Il fungo si chiama Candida Auris perché è stato isolato per la prima volta nell’orecchio di una donna, nel 2009 in Giappone (auris in latino vuol dire orecchio). Si è parlato molto del fatto che la prima infezione in Italia, nel 2023, sia stata individuata a Pisa, in Toscana, ma nel nostro Paese il primo caso di infezione invasiva era stato individuato già nel 2019, seguito da un focolaio nel Nord, in Liguria, durante la pandemia.
La Candida Auris si trasmette attraverso il contatto con superfici o dispositivi medici contaminati o il contatto tra persone infette. Non è un caso infatti, che tra le categorie più a rischio ci siano soggetti che utilizzano dispositivi sanitari invasivi come cateteri vescicali o venosi o tubi per tracheotomia. Altri soggetti a rischio, come abbiamo già detto, sono gli immunodepressi, sono ricoverati in ospedale oppure hanno problemi di salute pregressi.
I sintomi dell’infezione da Candida Auris possono variare a seconda del soggetto. L’istituto superiore di sanità spiega che l’infezione non è sempre facilmente individuabile, perché alcuni soggetti sono ospedalizzati e hanno già altre patologie che rendono meno immediata la diagnosi dell’infezione.
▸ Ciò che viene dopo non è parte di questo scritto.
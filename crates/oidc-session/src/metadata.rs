//! OpenID provider metadata resolution
//!
//! The [`MetadataResolver`] makes sure a valid [`ProviderConfiguration`] is in
//! the session store before any flow needs an endpoint. Discovery is fetched
//! from `{origin}/.well-known/openid-configuration`; when that fails the
//! resolver installs endpoints at fixed paths under the origin and reports
//! [`InitOutcome::DefaultEndpoints`] so the flow can continue.

use serde::{Deserialize, Serialize};
use std::fmt;
use tracing::{debug, info, warn};

use crate::config::AuthConfig;
use crate::error::{DiscoveryUnavailable, Error, Result};
use crate::storage::SessionStore;

/// Path of the discovery document under the server origin
pub const DISCOVERY_PATH: &str = "/.well-known/openid-configuration";

const DEFAULT_AUTHORIZE_PATH: &str = "/oauth2/authorize";
const DEFAULT_TOKEN_PATH: &str = "/oauth2/token";
const DEFAULT_REVOKE_PATH: &str = "/oauth2/revoke";
const DEFAULT_LOGOUT_PATH: &str = "/oidc/logout";
const DEFAULT_JWKS_PATH: &str = "/oauth2/jwks";
const DEFAULT_CHECK_SESSION_PATH: &str = "/oidc/checksession";

/// Endpoints and issuer of the identity provider, bound to one client ID
#[derive(Debug, Clone, Default, PartialEq, Eq, Serialize, Deserialize)]
pub struct ProviderConfiguration {
    /// Authorization endpoint
    #[serde(default)]
    pub authorization_endpoint: Option<String>,
    /// Token endpoint
    #[serde(default)]
    pub token_endpoint: Option<String>,
    /// Revocation endpoint
    #[serde(default)]
    pub revocation_endpoint: Option<String>,
    /// End-session (logout) endpoint
    #[serde(default)]
    pub end_session_endpoint: Option<String>,
    /// JWKS endpoint
    #[serde(default)]
    pub jwks_uri: Option<String>,
    /// Check-session iframe endpoint
    #[serde(default)]
    pub check_session_iframe: Option<String>,
    /// Expected `iss` of ID tokens
    #[serde(default)]
    pub issuer: String,
    /// Client ID this configuration was resolved for
    #[serde(default)]
    pub client_id: String,
    /// Whether resolution completed
    #[serde(default)]
    pub initiated: bool,
}

impl ProviderConfiguration {
    /// Valid only when resolved and bound to `client_id`
    pub fn is_valid_for(&self, client_id: &str) -> bool {
        self.initiated && self.client_id == client_id
    }

    /// Look up an endpoint that may be absent
    pub fn get(&self, endpoint: Endpoint) -> Option<&str> {
        let value = match endpoint {
            Endpoint::Authorization => &self.authorization_endpoint,
            Endpoint::Token => &self.token_endpoint,
            Endpoint::Revocation => &self.revocation_endpoint,
            Endpoint::EndSession => &self.end_session_endpoint,
            Endpoint::Jwks => &self.jwks_uri,
            Endpoint::CheckSession => &self.check_session_iframe,
        };
        value.as_deref().filter(|v| !v.is_empty())
    }

    /// Look up a required endpoint
    ///
    /// # Errors
    ///
    /// Returns [`Error::MissingEndpoint`] if the endpoint is absent or empty.
    pub fn require(&self, endpoint: Endpoint) -> Result<&str> {
        self.get(endpoint)
            .ok_or(Error::MissingEndpoint(endpoint.as_str()))
    }

    /// Configuration built from fixed paths under the server origin
    pub fn defaults(config: &AuthConfig) -> Self {
        let origin = config.origin();
        Self {
            authorization_endpoint: Some(format!("{origin}{DEFAULT_AUTHORIZE_PATH}")),
            token_endpoint: Some(format!("{origin}{DEFAULT_TOKEN_PATH}")),
            revocation_endpoint: Some(format!("{origin}{DEFAULT_REVOKE_PATH}")),
            end_session_endpoint: Some(format!("{origin}{DEFAULT_LOGOUT_PATH}")),
            jwks_uri: Some(format!("{origin}{DEFAULT_JWKS_PATH}")),
            check_session_iframe: Some(format!("{origin}{DEFAULT_CHECK_SESSION_PATH}")),
            issuer: default_issuer(config),
            client_id: config.client_id.clone(),
            initiated: true,
        }
    }

    fn from_document(doc: DiscoveryDocument, config: &AuthConfig) -> Self {
        let revocation_endpoint = doc.revocation_endpoint.or_else(|| {
            doc.token_endpoint
                .as_deref()
                .map(|token| derive_revocation_endpoint(token, config))
        });

        Self {
            authorization_endpoint: doc.authorization_endpoint,
            token_endpoint: doc.token_endpoint,
            revocation_endpoint,
            end_session_endpoint: doc.end_session_endpoint,
            jwks_uri: doc.jwks_uri,
            check_session_iframe: doc.check_session_iframe,
            issuer: doc
                .issuer
                .filter(|i| !i.is_empty())
                .unwrap_or_else(|| default_issuer(config)),
            client_id: config.client_id.clone(),
            initiated: true,
        }
    }
}

/// Issuer assumed when the provider does not announce one
pub fn default_issuer(config: &AuthConfig) -> String {
    format!("{}{DEFAULT_TOKEN_PATH}", config.origin())
}

/// Revocation endpoint next to a token endpoint (`.../token` -> `.../revoke`)
pub fn derive_revocation_endpoint(token_endpoint: &str, config: &AuthConfig) -> String {
    match token_endpoint.strip_suffix("token") {
        Some(base) => format!("{base}revoke"),
        None => format!("{}{DEFAULT_REVOKE_PATH}", config.origin()),
    }
}

/// Provider endpoints
#[derive(Debug, Clone, Copy, PartialEq, Eq, Hash)]
pub enum Endpoint {
    /// `authorization_endpoint`
    Authorization,
    /// `token_endpoint`
    Token,
    /// `revocation_endpoint`
    Revocation,
    /// `end_session_endpoint`
    EndSession,
    /// `jwks_uri`
    Jwks,
    /// `check_session_iframe`
    CheckSession,
}

impl Endpoint {
    /// Every endpoint, in discovery document order
    pub const ALL: [Endpoint; 6] = [
        Self::Authorization,
        Self::Token,
        Self::Revocation,
        Self::EndSession,
        Self::Jwks,
        Self::CheckSession,
    ];

    /// Discovery document field name
    pub fn as_str(self) -> &'static str {
        match self {
            Self::Authorization => "authorization_endpoint",
            Self::Token => "token_endpoint",
            Self::Revocation => "revocation_endpoint",
            Self::EndSession => "end_session_endpoint",
            Self::Jwks => "jwks_uri",
            Self::CheckSession => "check_session_iframe",
        }
    }
}

impl fmt::Display for Endpoint {
    fn fmt(&self, f: &mut fmt::Formatter<'_>) -> fmt::Result {
        f.write_str(self.as_str())
    }
}

#[derive(Debug, Deserialize)]
struct DiscoveryDocument {
    #[serde(default)]
    authorization_endpoint: Option<String>,
    #[serde(default)]
    token_endpoint: Option<String>,
    #[serde(default)]
    revocation_endpoint: Option<String>,
    #[serde(default)]
    end_session_endpoint: Option<String>,
    #[serde(default)]
    jwks_uri: Option<String>,
    #[serde(default)]
    check_session_iframe: Option<String>,
    #[serde(default)]
    issuer: Option<String>,
}

/// Result of [`MetadataResolver::ensure_initialized`]
#[derive(Debug, Clone, PartialEq, Eq)]
pub enum InitOutcome {
    /// A valid stored configuration was reused without network I/O
    Cached,
    /// The discovery document was fetched and stored
    Discovered,
    /// Discovery failed; default endpoints were stored instead
    DefaultEndpoints(DiscoveryUnavailable),
}

impl InitOutcome {
    /// Whether a network round-trip was made
    pub fn fetched(&self) -> bool {
        !matches!(self, Self::Cached)
    }
}

/// Resolves and caches provider metadata in a session store
#[derive(Debug, Clone)]
pub struct MetadataResolver {
    http: reqwest::Client,
    store: SessionStore,
}

impl MetadataResolver {
    /// Create a resolver over `store`
    pub fn new(http: reqwest::Client, store: SessionStore) -> Self {
        Self { http, store }
    }

    /// Make sure a valid provider configuration is stored.
    ///
    /// Without `force`, a configuration that is valid for `config.client_id`
    /// is reused and no request is made.
    ///
    /// # Errors
    ///
    /// Only storage failures are errors; an unreachable discovery document
    /// yields [`InitOutcome::DefaultEndpoints`].
    pub async fn ensure_initialized(&self, config: &AuthConfig, force: bool) -> Result<InitOutcome> {
        if !force && self.is_valid(config)? {
            debug!(client_id = %config.client_id, "Using stored provider configuration");
            return Ok(InitOutcome::Cached);
        }

        let url = format!("{}{DISCOVERY_PATH}", config.origin());
        match self.discover(&url).await {
            Ok(doc) => {
                let provider = ProviderConfiguration::from_document(doc, config);
                self.store.replace_provider_config(&provider)?;
                info!(
                    discovery_url = %url,
                    issuer = %provider.issuer,
                    "Resolved provider configuration"
                );
                Ok(InitOutcome::Discovered)
            }
            Err(reason) => {
                let provider = ProviderConfiguration::defaults(config);
                self.store.replace_provider_config(&provider)?;
                warn!(
                    discovery_url = %url,
                    reason = %reason,
                    "Discovery unavailable, using default endpoints"
                );
                Ok(InitOutcome::DefaultEndpoints(DiscoveryUnavailable {
                    url,
                    reason,
                }))
            }
        }
    }

    async fn discover(&self, url: &str) -> std::result::Result<DiscoveryDocument, String> {
        debug!(discovery_url = %url, "Fetching discovery document");

        let response = self
            .http
            .get(url)
            .header(reqwest::header::ACCEPT, "application/json")
            .send()
            .await
            .map_err(|e| e.to_string())?;

        let status = response.status();
        if !status.is_success() {
            return Err(format!("HTTP {status}"));
        }

        response
            .json::<DiscoveryDocument>()
            .await
            .map_err(|e| format!("invalid discovery document: {e}"))
    }

    /// Delete the stored provider configuration
    ///
    /// # Errors
    ///
    /// Returns an error on storage failure.
    pub fn reset(&self) -> Result<()> {
        self.store.clear_provider_config()?;
        debug!("Provider configuration reset");
        Ok(())
    }

    /// Whether the stored configuration is resolved and bound to this client
    ///
    /// # Errors
    ///
    /// Returns an error on storage failure.
    pub fn is_valid(&self, config: &AuthConfig) -> Result<bool> {
        Ok(self
            .store
            .provider_config()?
            .is_some_and(|p| p.is_valid_for(&config.client_id)))
    }

    /// Stored provider configuration
    ///
    /// # Errors
    ///
    /// Returns an error on storage failure.
    pub fn service_endpoints(&self) -> Result<Option<ProviderConfiguration>> {
        Ok(self.store.provider_config()?)
    }

    /// Required endpoint from the stored configuration
    ///
    /// # Errors
    ///
    /// Returns [`Error::MissingEndpoint`] if nothing is stored or the endpoint
    /// is absent.
    pub fn endpoint(&self, endpoint: Endpoint) -> Result<String> {
        let provider = self
            .store
            .provider_config()?
            .ok_or(Error::MissingEndpoint(endpoint.as_str()))?;
        provider.require(endpoint).map(str::to_string)
    }
}

#[cfg(test)]
mod tests {
    use super::*;
    use crate::storage::MemoryStorage;
    use pretty_assertions::assert_eq;
    use std::sync::Arc;

    fn config() -> AuthConfig {
        AuthConfig::new("abc123", "https://app.example/callback", "https://idp.example")
    }

    #[test]
    fn test_defaults_under_origin() {
        let provider = ProviderConfiguration::defaults(&config());
        assert_eq!(
            provider.authorization_endpoint.as_deref(),
            Some("https://idp.example/oauth2/authorize")
        );
        assert_eq!(
            provider.check_session_iframe.as_deref(),
            Some("https://idp.example/oidc/checksession")
        );
        assert_eq!(provider.issuer, "https://idp.example/oauth2/token");
        assert!(provider.is_valid_for("abc123"));
    }

    #[test]
    fn test_client_binding() {
        let mut provider = ProviderConfiguration::defaults(&config());
        assert!(!provider.is_valid_for("other"));
        provider.initiated = false;
        assert!(!provider.is_valid_for("abc123"));
    }

    #[test]
    fn test_revocation_derived_from_token_endpoint() {
        assert_eq!(
            derive_revocation_endpoint("https://idp.example/t/wso2.com/oauth2/token", &config()),
            "https://idp.example/t/wso2.com/oauth2/revoke"
        );
        assert_eq!(
            derive_revocation_endpoint("https://idp.example/connect/tok", &config()),
            "https://idp.example/oauth2/revoke"
        );
    }

    #[test]
    fn test_missing_endpoint() {
        let provider = ProviderConfiguration {
            end_session_endpoint: Some(String::new()),
            ..Default::default()
        };
        assert!(matches!(
            provider.require(Endpoint::EndSession),
            Err(Error::MissingEndpoint("end_session_endpoint"))
        ));

        let store = SessionStore::for_client(Arc::new(MemoryStorage::new()), None, "abc123");
        let resolver = MetadataResolver::new(reqwest::Client::new(), store);
        assert!(matches!(
            resolver.endpoint(Endpoint::Token),
            Err(Error::MissingEndpoint("token_endpoint"))
        ));
    }
}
In ogni caso, alcuni dei sintomi più comuni sono infezioni del torrente ematico, infezioni intra-addominali, infezioni di ferite e otiti. La terapia più efficace contro la Candida Auris, al momento restane le echinocandine, una tipologia di antimicotici. Tuttavia, come abbiamo spiegato, alcune infezioni risultano complicate da trattare a causa della resistenza a diversi antifungini, tra cui il fluconazolo e altri azoli, amfotericina B e echinocandine. Per questo motivo le terapie devono essere strutturate con più farmaci e a dosaggi più elevati.